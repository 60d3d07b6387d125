//! Item entity - One row per tracked supply type.
//!
//! `id` is the store-assigned sequence identity. `code` is the externally supplied
//! identity used by catalogs running under the code scheme; it is unique when present.
//! `quantity` is only ever changed by the stock transaction engine, except for the
//! direct (unledgered) edit path.

use sea_orm::entity::prelude::*;
use serde::{Deserialize, Serialize};

/// Item database model
#[derive(Clone, Debug, PartialEq, Eq, DeriveEntityModel, Serialize, Deserialize)]
#[sea_orm(table_name = "items")]
pub struct Model {
    /// Store-assigned sequence identity
    #[sea_orm(primary_key)]
    pub id: i64,
    /// External identity (code scheme only)
    #[sea_orm(unique)]
    pub code: Option<String>,
    /// Display name, never empty
    pub name: String,
    /// Quantity on hand, never negative
    pub quantity: i64,
    /// Low-stock threshold; the item is flagged when `quantity <= minimum_threshold`
    pub minimum_threshold: i64,
    /// Quantity recorded at registration, the baseline the ledger is applied to
    pub baseline_quantity: i64,
    /// Supply category (e.g. "consumables")
    pub category: Option<String>,
    /// Unit of measure (e.g. "box", "pair")
    pub unit: Option<String>,
    /// Supplier name
    pub supplier: Option<String>,
    /// Storage location inside the stockroom
    pub location: Option<String>,
    /// Free-text note
    pub note: Option<String>,
    /// Expiry date as `YYYY-MM-DD`, None when undetermined
    pub expiry: Option<String>,
    /// When the item was registered
    pub created_at: DateTime,
    /// When the item row was last modified
    pub updated_at: DateTime,
}

/// Items do not own their movements; the ledger references them by id only.
#[derive(Copy, Clone, Debug, EnumIter, DeriveRelation)]
pub enum Relation {}

impl ActiveModelBehavior for ActiveModel {}

impl Model {
    /// Whether the item is at or below its minimum threshold.
    #[must_use]
    pub const fn is_low_stock(&self) -> bool {
        self.quantity <= self.minimum_threshold
    }

    /// Identity shown to users: the external code if present, otherwise `#id`.
    #[must_use]
    pub fn display_identity(&self) -> String {
        self.code
            .clone()
            .unwrap_or_else(|| format!("#{}", self.id))
    }
}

========================================================================

#### TASK OBJECTIVE:
Only the lines above starting at the one containing "#[sea_orm(unique)]" and ending at the one containing "Low-stock threshold; the", both included, are to be returned, exactly as they read.

#### ANSWER FOR THIS EXERCISE:
    #[sea_orm(unique)]
    pub code: Option<String>,
    /// Display name, never empty
    pub name: String,
    /// Quantity on hand, never negative
    pub quantity: i64,
    /// Low-stock threshold; the item is flagged when `quantity <= minimum_threshold`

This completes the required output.